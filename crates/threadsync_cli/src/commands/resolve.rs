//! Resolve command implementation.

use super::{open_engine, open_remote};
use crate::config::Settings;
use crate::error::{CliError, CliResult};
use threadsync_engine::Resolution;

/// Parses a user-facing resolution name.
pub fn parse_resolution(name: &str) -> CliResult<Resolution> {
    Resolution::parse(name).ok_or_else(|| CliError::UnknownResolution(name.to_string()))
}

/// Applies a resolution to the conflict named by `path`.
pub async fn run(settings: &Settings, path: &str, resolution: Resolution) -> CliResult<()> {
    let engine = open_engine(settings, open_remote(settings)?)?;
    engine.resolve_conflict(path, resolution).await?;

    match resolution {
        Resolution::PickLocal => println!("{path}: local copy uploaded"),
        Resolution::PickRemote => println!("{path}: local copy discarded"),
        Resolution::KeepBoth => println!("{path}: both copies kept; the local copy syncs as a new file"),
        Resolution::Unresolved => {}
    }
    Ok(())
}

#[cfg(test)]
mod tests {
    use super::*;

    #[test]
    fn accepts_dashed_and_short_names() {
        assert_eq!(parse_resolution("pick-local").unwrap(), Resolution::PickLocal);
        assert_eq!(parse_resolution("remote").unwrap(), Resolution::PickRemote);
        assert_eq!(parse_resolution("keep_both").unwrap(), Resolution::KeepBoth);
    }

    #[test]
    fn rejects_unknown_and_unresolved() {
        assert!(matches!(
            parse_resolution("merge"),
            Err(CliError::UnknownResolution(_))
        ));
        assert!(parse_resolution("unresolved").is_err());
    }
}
*****
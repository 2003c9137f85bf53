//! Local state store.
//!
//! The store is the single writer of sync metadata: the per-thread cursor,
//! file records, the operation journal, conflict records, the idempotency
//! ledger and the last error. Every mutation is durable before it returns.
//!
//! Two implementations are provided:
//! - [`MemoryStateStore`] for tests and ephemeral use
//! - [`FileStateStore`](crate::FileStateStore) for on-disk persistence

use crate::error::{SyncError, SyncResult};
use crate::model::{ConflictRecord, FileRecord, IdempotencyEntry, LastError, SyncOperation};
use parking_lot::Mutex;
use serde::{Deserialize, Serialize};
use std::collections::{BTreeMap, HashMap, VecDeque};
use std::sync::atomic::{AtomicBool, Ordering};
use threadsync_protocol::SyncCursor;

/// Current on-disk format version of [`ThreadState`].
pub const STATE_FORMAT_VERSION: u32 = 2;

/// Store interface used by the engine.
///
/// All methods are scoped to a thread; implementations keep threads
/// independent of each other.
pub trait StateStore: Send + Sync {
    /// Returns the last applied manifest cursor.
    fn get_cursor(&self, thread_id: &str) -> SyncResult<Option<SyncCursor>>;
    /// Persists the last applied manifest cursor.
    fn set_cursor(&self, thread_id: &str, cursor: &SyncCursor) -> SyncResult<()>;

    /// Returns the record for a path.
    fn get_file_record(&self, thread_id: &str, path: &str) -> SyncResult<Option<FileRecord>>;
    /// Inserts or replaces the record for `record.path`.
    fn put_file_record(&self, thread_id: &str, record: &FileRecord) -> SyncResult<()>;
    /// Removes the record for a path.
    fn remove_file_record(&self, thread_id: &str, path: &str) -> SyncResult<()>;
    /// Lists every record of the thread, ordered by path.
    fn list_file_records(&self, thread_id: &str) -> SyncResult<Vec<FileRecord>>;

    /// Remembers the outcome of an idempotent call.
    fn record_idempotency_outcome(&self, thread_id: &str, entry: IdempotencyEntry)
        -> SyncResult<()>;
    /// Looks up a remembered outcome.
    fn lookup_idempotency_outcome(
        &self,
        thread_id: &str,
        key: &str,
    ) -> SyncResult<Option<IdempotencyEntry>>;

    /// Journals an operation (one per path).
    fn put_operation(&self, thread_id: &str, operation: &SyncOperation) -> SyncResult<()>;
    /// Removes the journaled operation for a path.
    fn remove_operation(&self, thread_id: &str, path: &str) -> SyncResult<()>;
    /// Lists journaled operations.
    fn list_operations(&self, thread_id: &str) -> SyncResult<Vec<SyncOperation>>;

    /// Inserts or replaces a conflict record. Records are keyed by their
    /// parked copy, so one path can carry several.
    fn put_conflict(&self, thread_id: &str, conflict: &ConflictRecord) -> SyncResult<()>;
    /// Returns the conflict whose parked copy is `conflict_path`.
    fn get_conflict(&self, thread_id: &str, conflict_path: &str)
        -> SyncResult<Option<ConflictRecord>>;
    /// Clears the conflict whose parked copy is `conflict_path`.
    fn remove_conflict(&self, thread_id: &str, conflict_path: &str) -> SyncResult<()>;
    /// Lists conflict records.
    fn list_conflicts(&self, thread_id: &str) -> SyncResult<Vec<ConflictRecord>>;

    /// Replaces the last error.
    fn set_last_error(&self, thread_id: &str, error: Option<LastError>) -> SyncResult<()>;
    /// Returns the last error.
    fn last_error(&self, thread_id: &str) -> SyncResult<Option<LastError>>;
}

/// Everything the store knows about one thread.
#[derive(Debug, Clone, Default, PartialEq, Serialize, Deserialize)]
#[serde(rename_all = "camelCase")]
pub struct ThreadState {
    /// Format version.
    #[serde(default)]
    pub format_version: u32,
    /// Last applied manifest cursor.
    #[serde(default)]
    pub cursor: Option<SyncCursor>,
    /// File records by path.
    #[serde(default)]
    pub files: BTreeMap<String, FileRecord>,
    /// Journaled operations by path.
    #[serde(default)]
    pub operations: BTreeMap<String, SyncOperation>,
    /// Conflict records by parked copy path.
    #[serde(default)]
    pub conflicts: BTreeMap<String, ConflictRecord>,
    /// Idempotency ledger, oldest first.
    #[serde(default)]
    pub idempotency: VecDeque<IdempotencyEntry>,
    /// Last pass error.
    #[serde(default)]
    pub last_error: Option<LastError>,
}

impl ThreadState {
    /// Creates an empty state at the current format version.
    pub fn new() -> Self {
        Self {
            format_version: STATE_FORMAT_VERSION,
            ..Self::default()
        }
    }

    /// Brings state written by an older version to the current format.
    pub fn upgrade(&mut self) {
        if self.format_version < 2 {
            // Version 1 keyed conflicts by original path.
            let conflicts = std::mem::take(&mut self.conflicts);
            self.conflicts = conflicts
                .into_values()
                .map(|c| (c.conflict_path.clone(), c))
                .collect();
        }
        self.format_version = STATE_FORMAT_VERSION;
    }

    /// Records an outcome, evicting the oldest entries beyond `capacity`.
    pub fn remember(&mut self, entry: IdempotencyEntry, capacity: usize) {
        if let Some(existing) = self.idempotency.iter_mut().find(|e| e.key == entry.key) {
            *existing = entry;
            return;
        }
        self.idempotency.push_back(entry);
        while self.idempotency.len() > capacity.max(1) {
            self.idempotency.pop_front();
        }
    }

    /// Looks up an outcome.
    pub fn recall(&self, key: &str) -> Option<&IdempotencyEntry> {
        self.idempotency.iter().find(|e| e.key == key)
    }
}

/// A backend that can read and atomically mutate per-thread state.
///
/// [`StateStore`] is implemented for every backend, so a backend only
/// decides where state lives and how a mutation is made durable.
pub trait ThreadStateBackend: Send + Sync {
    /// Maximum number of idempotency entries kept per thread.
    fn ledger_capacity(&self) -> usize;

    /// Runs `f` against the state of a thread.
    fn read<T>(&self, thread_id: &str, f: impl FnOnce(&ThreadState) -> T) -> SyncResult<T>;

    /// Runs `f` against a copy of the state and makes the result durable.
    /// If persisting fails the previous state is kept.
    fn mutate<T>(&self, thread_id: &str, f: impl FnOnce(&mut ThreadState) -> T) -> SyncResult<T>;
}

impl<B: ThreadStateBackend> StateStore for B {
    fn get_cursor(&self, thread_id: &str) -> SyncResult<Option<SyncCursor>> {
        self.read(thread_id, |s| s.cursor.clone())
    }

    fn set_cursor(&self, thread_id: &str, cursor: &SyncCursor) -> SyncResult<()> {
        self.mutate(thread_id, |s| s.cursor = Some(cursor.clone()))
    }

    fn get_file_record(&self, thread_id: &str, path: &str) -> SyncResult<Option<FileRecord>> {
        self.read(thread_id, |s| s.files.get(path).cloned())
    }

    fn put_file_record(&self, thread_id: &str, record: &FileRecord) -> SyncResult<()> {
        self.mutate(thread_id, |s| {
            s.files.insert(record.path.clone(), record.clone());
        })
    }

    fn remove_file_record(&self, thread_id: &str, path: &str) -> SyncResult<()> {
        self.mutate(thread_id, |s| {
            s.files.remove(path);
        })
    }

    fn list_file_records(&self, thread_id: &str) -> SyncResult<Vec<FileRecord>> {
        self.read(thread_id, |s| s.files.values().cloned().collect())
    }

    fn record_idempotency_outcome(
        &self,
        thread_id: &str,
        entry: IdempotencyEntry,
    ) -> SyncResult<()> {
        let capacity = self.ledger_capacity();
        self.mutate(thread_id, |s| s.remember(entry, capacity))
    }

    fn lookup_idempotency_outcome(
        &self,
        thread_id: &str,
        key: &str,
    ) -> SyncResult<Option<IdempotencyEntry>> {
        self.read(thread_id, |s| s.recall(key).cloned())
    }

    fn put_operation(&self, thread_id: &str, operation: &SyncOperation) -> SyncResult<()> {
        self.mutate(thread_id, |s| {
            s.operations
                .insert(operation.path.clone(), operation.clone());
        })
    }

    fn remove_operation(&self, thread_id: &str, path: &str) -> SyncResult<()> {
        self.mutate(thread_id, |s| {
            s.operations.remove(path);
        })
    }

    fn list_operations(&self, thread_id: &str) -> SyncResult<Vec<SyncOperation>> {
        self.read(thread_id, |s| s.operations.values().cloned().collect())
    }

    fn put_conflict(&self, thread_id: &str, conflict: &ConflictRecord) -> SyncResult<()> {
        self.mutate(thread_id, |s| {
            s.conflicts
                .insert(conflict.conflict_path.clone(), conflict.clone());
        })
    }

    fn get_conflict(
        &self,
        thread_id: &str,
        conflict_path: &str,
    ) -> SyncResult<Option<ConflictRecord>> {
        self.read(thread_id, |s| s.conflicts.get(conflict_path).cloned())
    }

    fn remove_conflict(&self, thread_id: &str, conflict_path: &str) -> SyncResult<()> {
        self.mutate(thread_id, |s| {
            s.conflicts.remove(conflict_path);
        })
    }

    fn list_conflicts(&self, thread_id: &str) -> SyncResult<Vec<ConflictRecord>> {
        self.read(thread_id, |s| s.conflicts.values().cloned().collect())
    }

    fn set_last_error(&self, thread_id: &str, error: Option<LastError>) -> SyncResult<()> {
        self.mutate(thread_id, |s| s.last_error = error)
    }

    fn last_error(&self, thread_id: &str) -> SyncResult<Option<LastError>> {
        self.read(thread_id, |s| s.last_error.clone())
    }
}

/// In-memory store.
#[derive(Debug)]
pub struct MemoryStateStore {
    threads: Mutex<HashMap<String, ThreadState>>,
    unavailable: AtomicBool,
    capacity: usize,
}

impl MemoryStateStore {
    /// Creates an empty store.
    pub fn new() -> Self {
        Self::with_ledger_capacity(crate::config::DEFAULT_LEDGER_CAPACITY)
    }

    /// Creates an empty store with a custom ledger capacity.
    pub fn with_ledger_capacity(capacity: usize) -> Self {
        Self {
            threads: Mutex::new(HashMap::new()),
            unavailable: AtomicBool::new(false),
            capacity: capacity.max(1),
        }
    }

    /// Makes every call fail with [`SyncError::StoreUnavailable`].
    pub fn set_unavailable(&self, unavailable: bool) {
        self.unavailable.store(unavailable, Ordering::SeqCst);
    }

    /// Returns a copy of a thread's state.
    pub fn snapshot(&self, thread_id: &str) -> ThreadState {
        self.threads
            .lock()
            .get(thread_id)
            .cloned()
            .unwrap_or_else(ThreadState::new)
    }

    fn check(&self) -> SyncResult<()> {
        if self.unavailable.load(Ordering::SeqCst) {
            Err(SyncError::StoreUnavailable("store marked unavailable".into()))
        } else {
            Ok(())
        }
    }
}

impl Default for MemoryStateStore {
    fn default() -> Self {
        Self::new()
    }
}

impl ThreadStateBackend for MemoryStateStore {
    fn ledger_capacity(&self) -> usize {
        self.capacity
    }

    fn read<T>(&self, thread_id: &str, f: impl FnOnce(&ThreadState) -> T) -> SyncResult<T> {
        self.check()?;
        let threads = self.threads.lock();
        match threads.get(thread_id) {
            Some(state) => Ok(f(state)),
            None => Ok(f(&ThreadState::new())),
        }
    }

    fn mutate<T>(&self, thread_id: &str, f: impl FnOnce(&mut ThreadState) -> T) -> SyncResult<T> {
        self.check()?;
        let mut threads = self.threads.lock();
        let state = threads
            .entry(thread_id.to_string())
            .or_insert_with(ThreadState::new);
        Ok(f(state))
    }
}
*****
# [Action item]
Where does the string "MemoryStateStore" appear in the records above? Show every line that holds it.

# [Exercise answer]
//! - [`MemoryStateStore`] for tests and ephemeral use
pub struct MemoryStateStore {
impl MemoryStateStore {
impl Default for MemoryStateStore {
impl ThreadStateBackend for MemoryStateStore {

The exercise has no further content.